Closes: https://gitlab.freedesktop.org/drm/i915/kernel/-/issues/13454
Fixes: 26705e20752a ("drm/i915: Support for GuC interrupts")
Fixes: 54c52a841250 ("drm/i915/guc: Correctly handle GuC interrupts on Gen11")
Fixes: 2ae096872a2c ("drm/i915/pxp: Implement PXP irq handler")
Fixes: 3e7abf814193 ("drm/i915: Extract GT render power state management")
Signed-off-by: Zhanjun Dong <zhanjun.dong@xxxxxxxxx>
---
Cc: Alan Previn <alan.previn.teres.alexis@xxxxxxxxx>
Cc: Daniele Ceraolo Spurio <daniele.ceraolospurio@xxxxxxxxx>
Cc: Rodrigo Vivi <rodrigo.vivi@xxxxxxxxx>
Cc: Michal Wajdeczko <michal.wajdeczko@xxxxxxxxx>
Cc: Andi Shyti <andi.shyti@xxxxxxxxx>
---
drivers/gpu/drm/i915/gt/intel_rps.c | 3 +--
drivers/gpu/drm/i915/gt/uc/intel_guc.c | 4 ++--
drivers/gpu/drm/i915/pxp/intel_pxp_irq.c | 2 +-
3 files changed, 4 insertions(+), 5 deletions(-)
diff --git a/drivers/gpu/drm/i915/gt/intel_rps.c b/drivers/gpu/drm/i915/gt/intel_rps.c
index fa304ea088e4..0fe7a8d7f460 100644
--- a/drivers/gpu/drm/i915/gt/intel_rps.c
+++ b/drivers/gpu/drm/i915/gt/intel_rps.c
@@ -244,8 +244,8 @@ static void rps_disable_interrupts(struct intel_rps *rps)
gen6_gt_pm_disable_irq(gt, GEN6_PM_RPS_EVENTS);
spin_unlock_irq(gt->irq_lock);
+ rps_reset_interrupts(rps);
intel_synchronize_irq(gt->i915);
I don't think this is an issue, because we set the irq mask in
gen6_gt_pm_disable_irq, so there is no chance of getting any new
interrupts after that.

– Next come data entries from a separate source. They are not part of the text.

//! Child processes spawned on behalf of capability requests.

use std::path::Path;
use std::process::{Command, Output, Stdio};

use tracing::debug;

use shuttle_broker::CapabilityError;
use shuttle_broker::capability::repo_name_from_remote;

const SHELL_TARGET: &str = "shuttled::shell";

/// Branch name reported when `dir` is not inside a repository.
pub const NO_BRANCH: &str = "NONE";

/// Runs `command` through the platform shell and returns its stdout lines.
///
/// A non-zero exit status is not an error; whatever the command printed is
/// returned.
pub fn run_shell(command: &str, cwd: &Path) -> Result<Vec<String>, CapabilityError> {
    let mut shell = platform_shell(command);
    shell.current_dir(cwd);
    let output = capture(&mut shell, command)?;
    debug!(
        target: SHELL_TARGET,
        command,
        status = ?output.status.code(),
        "shell command finished"
    );
    Ok(stdout_lines(&output))
}

#[cfg(windows)]
fn platform_shell(command: &str) -> Command {
    let mut shell = Command::new("cmd");
    shell.args(["/C", command]);
    shell
}

#[cfg(not(windows))]
fn platform_shell(command: &str) -> Command {
    let mut shell = Command::new("bash");
    shell.args(["-lc", command]);
    shell
}

/// `git diff` for `dir`: the working tree against the index, or only the
/// staged changes when `include_unstaged` is false.
pub fn git_diff(dir: &Path, include_unstaged: bool) -> Result<Vec<String>, CapabilityError> {
    let args: &[&str] = if include_unstaged {
        &["diff"]
    } else {
        &["diff", "--staged"]
    };
    let output = git(dir, args)?;
    Ok(stdout_lines(&output))
}

/// The checked-out branch of the repository containing `dir`.
pub fn git_branch(dir: &Path) -> Result<String, CapabilityError> {
    let output = git(dir, &["rev-parse", "--abbrev-ref", "HEAD"])?;
    let branch = String::from_utf8_lossy(&output.stdout).trim().to_owned();
    if output.status.success() && !branch.is_empty() {
        Ok(branch)
    } else {
        Ok(String::from(NO_BRANCH))
    }
}

/// `owner/name` of the `origin` remote, if one is configured.
pub fn git_repo_name(dir: &Path) -> Result<Option<String>, CapabilityError> {
    let output = git(dir, &["config", "--get", "remote.origin.url"])?;
    if !output.status.success() {
        return Ok(None);
    }
    Ok(repo_name_from_remote(String::from_utf8_lossy(&output.stdout).trim()))
}

fn git(dir: &Path, args: &[&str]) -> Result<Output, CapabilityError> {
    let mut git = Command::new("git");
    git.arg("-C").arg(dir).args(args);
    let label = format!("git -C {} {}", dir.display(), args.join(" "));
    capture(&mut git, &label)
}

fn capture(command: &mut Command, label: &str) -> Result<Output, CapabilityError> {
    command
        .stdin(Stdio::null())
        .stdout(Stdio::piped())
        .stderr(Stdio::piped())
        .output()
        .map_err(|error| CapabilityError::Command {
            command: label.to_owned(),
            message: error.to_string(),
        })
}

fn stdout_lines(output: &Output) -> Vec<String> {
    String::from_utf8_lossy(&output.stdout)
        .lines()
        .map(str::to_owned)
        .collect()
}
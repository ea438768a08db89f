use serde::{Deserialize, Serialize};
use strum::{Display, EnumString};

/// Supported logging output formats.
#[derive(
    Debug, Clone, Copy, Default, Deserialize, Serialize, PartialEq, Eq, EnumString, Display,
)]
#[serde(rename_all = "snake_case")]
#[strum(serialize_all = "snake_case", ascii_case_insensitive)]
pub enum LogFormat {
    /// One JSON object per event.
    #[default]
    Json,
    /// Human-readable single line output.
    Compact,
}

/// Errors encountered while parsing a [`LogFormat`] from text.
pub type LogFormatParseError = strum::ParseError;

Not saying that we shouldn't do the re-order, but
we don't need a fixes tag for this.
-
/*
* Now that we will not be generating any more work, flush any
* outstanding tasks. As we are called on the RPS idle path,
@@ -254,7 +254,6 @@ static void rps_disable_interrupts(struct intel_rps *rps)
*/
cancel_work_sync(&rps->work);
- rps_reset_interrupts(rps);
GT_TRACE(gt, "interrupts:off\n");
}
diff --git a/drivers/gpu/drm/i915/gt/uc/intel_guc.c b/drivers/gpu/drm/i915/gt/uc/intel_guc.c
index 5949ff0b0161..3e7b2c6cdca4 100644
--- a/drivers/gpu/drm/i915/gt/uc/intel_guc.c
+++ b/drivers/gpu/drm/i915/gt/uc/intel_guc.c
@@ -116,9 +116,9 @@ static void gen9_disable_guc_interrupts(struct intel_guc *guc)

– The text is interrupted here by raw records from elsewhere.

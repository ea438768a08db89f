use camino::Utf8PathBuf;

/// Executable name launched when no core path is configured.
pub const DEFAULT_CORE_EXECUTABLE: &str = "continue-binary";

/// Default log filter expression used by the host.
pub const DEFAULT_LOG_FILTER: &str = "info";

/// Outbound backlog size that triggers a warning about a stalled core.
pub const DEFAULT_QUEUE_WARN_THRESHOLD: usize = 1024;

/// Default bound on a single hop onto the UI-owning thread.
pub const DEFAULT_AFFINITY_TIMEOUT_MS: u64 = 5_000;

/// Default core executable path.
#[must_use]
pub fn default_core_executable() -> Utf8PathBuf {
    Utf8PathBuf::from(DEFAULT_CORE_EXECUTABLE)
}

/// Default log filter expression used by the host.
#[must_use]
pub const fn default_log_filter() -> &'static str {
    DEFAULT_LOG_FILTER
}

/// Owned log filter value used where allocation is required (e.g. serde).
#[must_use]
pub fn default_log_filter_string() -> String {
    DEFAULT_LOG_FILTER.to_owned()
}

/// Default logging format for the host.
#[must_use]
pub const fn default_log_format() -> crate::logging::LogFormat {
    crate::logging::LogFormat::Json
}

/// Default write-queue backlog warning threshold.
#[must_use]
pub const fn default_queue_warn_threshold() -> usize {
    DEFAULT_QUEUE_WARN_THRESHOLD
}

/// Default UI-context hop timeout in milliseconds.
#[must_use]
pub const fn default_affinity_timeout_ms() -> u64 {
    DEFAULT_AFFINITY_TIMEOUT_MS
}
//! Single-writer FIFO onto a line-oriented sink.
//!
//! Any thread may [`QueueHandle::enqueue`] a line without blocking. One
//! dedicated worker writes lines in arrival order, each followed by `\n` and
//! a flush, so concurrent callers never interleave partial writes.

use std::io::Write;
use std::sync::atomic::{AtomicBool, AtomicUsize, Ordering};
use std::sync::mpsc::{self, Receiver, Sender};
use std::sync::{Arc, Mutex};
use std::thread::{self, JoinHandle};

use tracing::{debug, warn};

use crate::error::{QueueError, TransportError};

/// Log target for write queue operations.
const QUEUE_TARGET: &str = "shuttle_broker::queue";

#[derive(Debug)]
enum Outbound {
    Line(String),
    Stop,
}

#[derive(Debug)]
struct Shared {
    name: String,
    accepting: AtomicBool,
    abandoned: AtomicBool,
    backlog: AtomicUsize,
    warn_threshold: usize,
}

/// Cloneable enqueue side of a [`WriteQueue`].
#[derive(Debug, Clone)]
pub struct QueueHandle {
    shared: Arc<Shared>,
    sender: Sender<Outbound>,
}

impl QueueHandle {
    /// Appends a line. Never blocks.
    ///
    /// # Errors
    ///
    /// Returns [`QueueError::Closed`] once the queue has been closed or its
    /// sink has failed.
    pub fn enqueue(&self, line: impl Into<String>) -> Result<(), QueueError> {
        if !self.shared.accepting.load(Ordering::Acquire) {
            return Err(self.closed());
        }
        let depth = self.shared.backlog.fetch_add(1, Ordering::AcqRel) + 1;
        if self.sender.send(Outbound::Line(line.into())).is_err() {
            self.shared.backlog.fetch_sub(1, Ordering::AcqRel);
            return Err(self.closed());
        }
        if depth == self.shared.warn_threshold {
            warn!(
                target: QUEUE_TARGET,
                queue = %self.shared.name,
                backlog = depth,
                "write queue backlog reached warning threshold; the reader may be stalled"
            );
        }
        Ok(())
    }

    /// Lines accepted but not yet written.
    #[must_use]
    pub fn backlog(&self) -> usize {
        self.shared.backlog.load(Ordering::Acquire)
    }

    /// Whether the queue still accepts lines.
    #[must_use]
    pub fn is_closed(&self) -> bool {
        !self.shared.accepting.load(Ordering::Acquire)
    }

    fn closed(&self) -> QueueError {
        QueueError::Closed {
            name: self.shared.name.clone(),
        }
    }
}

/// Owns the writer thread behind a [`QueueHandle`].
#[derive(Debug)]
pub struct WriteQueue {
    handle: QueueHandle,
    worker: Mutex<Option<JoinHandle<()>>>,
}

impl WriteQueue {
    /// Starts a worker that drains lines into `writer`.
    ///
    /// A warning is logged whenever the backlog reaches `warn_threshold`.
    ///
    /// # Errors
    ///
    /// Returns the I/O error if the worker thread cannot be spawned.
    pub fn spawn<W>(
        name: impl Into<String>,
        writer: W,
        warn_threshold: usize,
    ) -> std::io::Result<Self>
    where
        W: Write + Send + 'static,
    {
        let shared = Arc::new(Shared {
            name: name.into(),
            accepting: AtomicBool::new(true),
            abandoned: AtomicBool::new(false),
            backlog: AtomicUsize::new(0),
            warn_threshold: warn_threshold.max(1),
        });
        let (sender, receiver) = mpsc::channel();
        let worker_shared = Arc::clone(&shared);
        let worker = thread::Builder::new()
            .name(format!("shuttle-{}", shared.name))
            .spawn(move || drain(writer, &receiver, &worker_shared))?;

        Ok(Self {
            handle: QueueHandle { shared, sender },
            worker: Mutex::new(Some(worker)),
        })
    }

    /// A handle for enqueuing lines.
    #[must_use]
    pub fn handle(&self) -> QueueHandle {
        self.handle.clone()
    }

    /// Stops accepting lines and abandons anything not yet written.
    ///
    /// Does not wait for the worker; see [`WriteQueue::join`].
    pub fn close(&self) {
        let shared = &self.handle.shared;
        shared.accepting.store(false, Ordering::Release);
        if !shared.abandoned.swap(true, Ordering::AcqRel) {
            drop(self.handle.sender.send(Outbound::Stop));
        }
    }

    /// Stops accepting lines, writes everything already queued, and waits
    /// for the worker to finish.
    pub fn finish(&self) {
        let shared = &self.handle.shared;
        if shared.accepting.swap(false, Ordering::AcqRel) {
            drop(self.handle.sender.send(Outbound::Stop));
        }
        self.join();
    }

    /// Closes the queue and waits for the worker to exit.
    pub fn shutdown(&self) {
        self.close();
        self.join();
    }

    /// Waits for the worker to exit. Idempotent.
    pub fn join(&self) {
        let worker = self
            .worker
            .lock()
            .unwrap_or_else(|poison| poison.into_inner())
            .take();
        if let Some(worker) = worker {
            if worker.thread().id() == thread::current().id() {
                return;
            }
            if worker.join().is_err() {
                warn!(
                    target: QUEUE_TARGET,
                    queue = %self.handle.shared.name,
                    "write queue worker panicked"
                );
            }
        }
    }
}

impl Drop for WriteQueue {
    fn drop(&mut self) {
        self.close();
    }
}

fn drain<W: Write>(mut writer: W, receiver: &Receiver<Outbound>, shared: &Shared) {
    while let Ok(Outbound::Line(line)) = receiver.recv() {
        if shared.abandoned.load(Ordering::Acquire) {
            break;
        }
        let written = write_line(&mut writer, &line);
        shared.backlog.fetch_sub(1, Ordering::AcqRel);
        if let Err(source) = written {
            let error = TransportError::Write {
                sink: shared.name.clone(),
                source: Arc::new(source),
            };
            warn!(target: QUEUE_TARGET, queue = %shared.name, error = %error, "write failed, closing queue");
            shared.accepting.store(false, Ordering::Release);
            break;
        }
    }
    debug!(target: QUEUE_TARGET, queue = %shared.name, "write queue worker stopped");
}

fn write_line<W: Write>(writer: &mut W, line: &str) -> std::io::Result<()> {
    writer.write_all(line.as_bytes())?;
    writer.write_all(b"\n")?;
    writer.flush()
}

gen6_gt_pm_disable_irq(gt, gt->pm_guc_events);
spin_unlock_irq(gt->irq_lock);
- intel_synchronize_irq(gt->i915);
gen9_reset_guc_interrupts(guc);
+ intel_synchronize_irq(gt->i915);
Same as above with gen6_gt_pm_disable_irq
}
static bool __gen11_reset_guc_interrupts(struct intel_gt *gt)
@@ -154,9 +154,9 @@ static void gen11_disable_guc_interrupts(struct intel_guc *guc)

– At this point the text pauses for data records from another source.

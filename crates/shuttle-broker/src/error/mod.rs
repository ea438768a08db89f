//! Error types raised by the broker and its collaborators.
//!
//! Each concern has its own `thiserror` enum with structured context. I/O and
//! JSON errors are wrapped in `Arc` so the enums stay `Clone`-friendly for
//! observers and small enough for the `result_large_err` lint.

use std::io;
use std::sync::Arc;

use thiserror::Error;

use crate::transport::Stream;

/// The core subprocess could not be started.
#[derive(Debug, Error)]
pub enum SpawnError {
    /// The executable does not exist or is not on `PATH`.
    #[error("core executable not found: {command}")]
    BinaryNotFound {
        /// The executable that was looked up.
        command: String,
        /// The underlying I/O error.
        #[source]
        source: Arc<io::Error>,
    },

    /// The process could not be launched or its pipes were unavailable.
    #[error("failed to start core process {command}: {message}")]
    SpawnFailed {
        /// The executable being launched.
        command: String,
        /// Description of the failure.
        message: String,
        /// The underlying I/O error.
        #[source]
        source: Arc<io::Error>,
    },
}

/// A read or write on a live stream failed.
#[derive(Debug, Clone, Error)]
pub enum TransportError {
    /// Reading a line from one of the core's output pipes failed.
    #[error("failed to read from core {stream}: {source}")]
    Read {
        /// The stream being read.
        stream: Stream,
        /// The underlying I/O error.
        #[source]
        source: Arc<io::Error>,
    },

    /// Writing a line to a sink failed.
    #[error("failed to write to {sink}: {source}")]
    Write {
        /// Name of the sink being written.
        sink: String,
        /// The underlying I/O error.
        #[source]
        source: Arc<io::Error>,
    },
}

/// A line could not be decoded into an envelope.
#[derive(Debug, Clone, Error)]
pub enum DecodeError {
    /// The line contained only whitespace.
    #[error("empty line")]
    Empty,

    /// The line was not valid JSON.
    #[error("invalid JSON in line {line:?}: {source}")]
    InvalidJson {
        /// The offending raw line.
        line: String,
        /// The parser error.
        #[source]
        source: Arc<serde_json::Error>,
    },

    /// The line decoded to something other than a JSON object.
    #[error("envelope is not a JSON object: {line:?}")]
    NotAnObject {
        /// The offending raw line.
        line: String,
    },

    /// The object had no string `messageType` field.
    #[error("envelope has no messageType: {line:?}")]
    MissingMessageType {
        /// The offending raw line.
        line: String,
    },
}

/// Failures raised by the correlation registry.
#[derive(Debug, Clone, PartialEq, Eq, Error)]
pub enum RegistryError {
    /// A continuation is already pending for this id.
    #[error("message id {id} already has a pending correlation")]
    DuplicateId {
        /// The reused message id.
        id: String,
    },

    /// The registry was cancelled during shutdown.
    #[error("correlation registry is closed")]
    Closed,
}

/// Failures raised by the outbound write queue.
#[derive(Debug, Clone, PartialEq, Eq, Error)]
pub enum QueueError {
    /// The queue no longer accepts lines.
    #[error("write queue {name} is closed")]
    Closed {
        /// Name of the queue.
        name: String,
    },
}

/// Failures raised when hopping onto the resource-owning thread.
#[derive(Debug, Clone, Error)]
pub enum AffinityError {
    /// The owning thread could not be started.
    #[error("failed to start thread {name}: {source}")]
    Spawn {
        /// Name of the thread.
        name: String,
        /// The underlying I/O error.
        #[source]
        source: Arc<io::Error>,
    },

    /// The owning thread has stopped.
    #[error("executor {name} is closed")]
    Closed {
        /// Name of the executor.
        name: String,
    },

    /// The closure did not finish within the configured bound.
    #[error("executor {name} timed out after {timeout_ms}ms")]
    Timeout {
        /// Name of the executor.
        name: String,
        /// The bound in milliseconds.
        timeout_ms: u64,
    },

    /// The closure panicked on the owning thread.
    #[error("task panicked on executor {name}")]
    Panicked {
        /// Name of the executor.
        name: String,
    },
}

/// A capability call could not be completed.
#[derive(Debug, Clone, Error)]
pub enum CapabilityError {
    /// A required request field was absent or had the wrong type.
    #[error("request is missing field {field}")]
    MissingField {
        /// The field name.
        field: &'static str,
    },

    /// A filesystem operation failed.
    #[error("I/O error on {path}: {source}")]
    Io {
        /// The path being accessed.
        path: String,
        /// The underlying I/O error.
        #[source]
        source: Arc<io::Error>,
    },

    /// A command could not be executed.
    #[error("command {command} failed: {message}")]
    Command {
        /// The command line.
        command: String,
        /// Description of the failure.
        message: String,
    },

    /// The host cannot provide this capability.
    #[error("{capability} is unavailable: {message}")]
    Unavailable {
        /// Name of the capability.
        capability: &'static str,
        /// Description of why it is unavailable.
        message: String,
    },

    /// The UI-owning thread could not run the request.
    #[error(transparent)]
    Affinity(#[from] AffinityError),

    /// The result could not be encoded as JSON.
    #[error("failed to encode capability result: {0}")]
    Encode(#[source] Arc<serde_json::Error>),
}

impl CapabilityError {
    /// Wraps an I/O error with the path it concerns.
    #[must_use]
    pub fn io(path: impl Into<String>, source: io::Error) -> Self {
        Self::Io {
            path: path.into(),
            source: Arc::new(source),
        }
    }
}

impl From<serde_json::Error> for CapabilityError {
    fn from(error: serde_json::Error) -> Self {
        Self::Encode(Arc::new(error))
    }
}

/// Top-level broker failures.
#[derive(Debug, Error)]
pub enum BrokerError {
    /// The core subprocess could not be started.
    #[error(transparent)]
    Spawn(#[from] SpawnError),

    /// A pump or writer thread could not be started.
    #[error("failed to start thread {name}: {source}")]
    Thread {
        /// Name of the thread.
        name: String,
        /// The underlying I/O error.
        #[source]
        source: Arc<io::Error>,
    },

    /// A continuation could not be registered.
    #[error(transparent)]
    Registry(#[from] RegistryError),

    /// The core's write queue is closed.
    #[error(transparent)]
    Queue(#[from] QueueError),

    /// An envelope could not be encoded.
    #[error("failed to encode envelope: {0}")]
    Encode(#[source] Arc<serde_json::Error>),
}

impl From<serde_json::Error> for BrokerError {
    fn from(error: serde_json::Error) -> Self {
        Self::Encode(Arc::new(error))
    }
}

struct intel_gt *gt = guc_to_gt(guc);
guc->interrupts.enabled = false;
- intel_synchronize_irq(gt->i915);
gen11_reset_guc_interrupts(guc);
+ intel_synchronize_irq(gt->i915);
No early disabling here, but I don't think this change helps either.
AFAICS gen11_reset_guc_interrupts() only calls gen11_gt_reset_one_iir(),
which just clears the IIR bits for the GuC. There are no changes in
interrupt enable/mask status, so interrupts can still be generated. The
way interrupts are stopped for gen11+ is by setting
guc->interrupts.enabled, because that's checked from both
guc_irq_handler() and intel_guc_to_host_event_handler(), so any new
interrupts generated after we set that should be immediately dropped.
}
static void guc_dead_worker_func(struct work_struct *w)
diff --git a/drivers/gpu/drm/i915/pxp/intel_pxp_irq.c b/drivers/gpu/drm/i915/pxp/intel_pxp_irq.c
index d81750b9bdda..b82a667e7ac0 100644
--- a/drivers/gpu/drm/i915/pxp/intel_pxp_irq.c
+++ b/drivers/gpu/drm/i915/pxp/intel_pxp_irq.c
@@ -101,9 +101,9 @@ void intel_pxp_irq_disable(struct intel_pxp *pxp)
__pxp_set_interrupts(gt, 0);
spin_unlock_irq(gt->irq_lock);
- intel_synchronize_irq(gt->i915);
pxp_irq_reset(gt);
+ intel_synchronize_irq(gt->i915);
Again not a bug here, __pxp_set_interrupts is doing the interrupts
disabling and that is already happening before intel_synchronize_irq().
Daniele
flush_work(&pxp->session_work);
}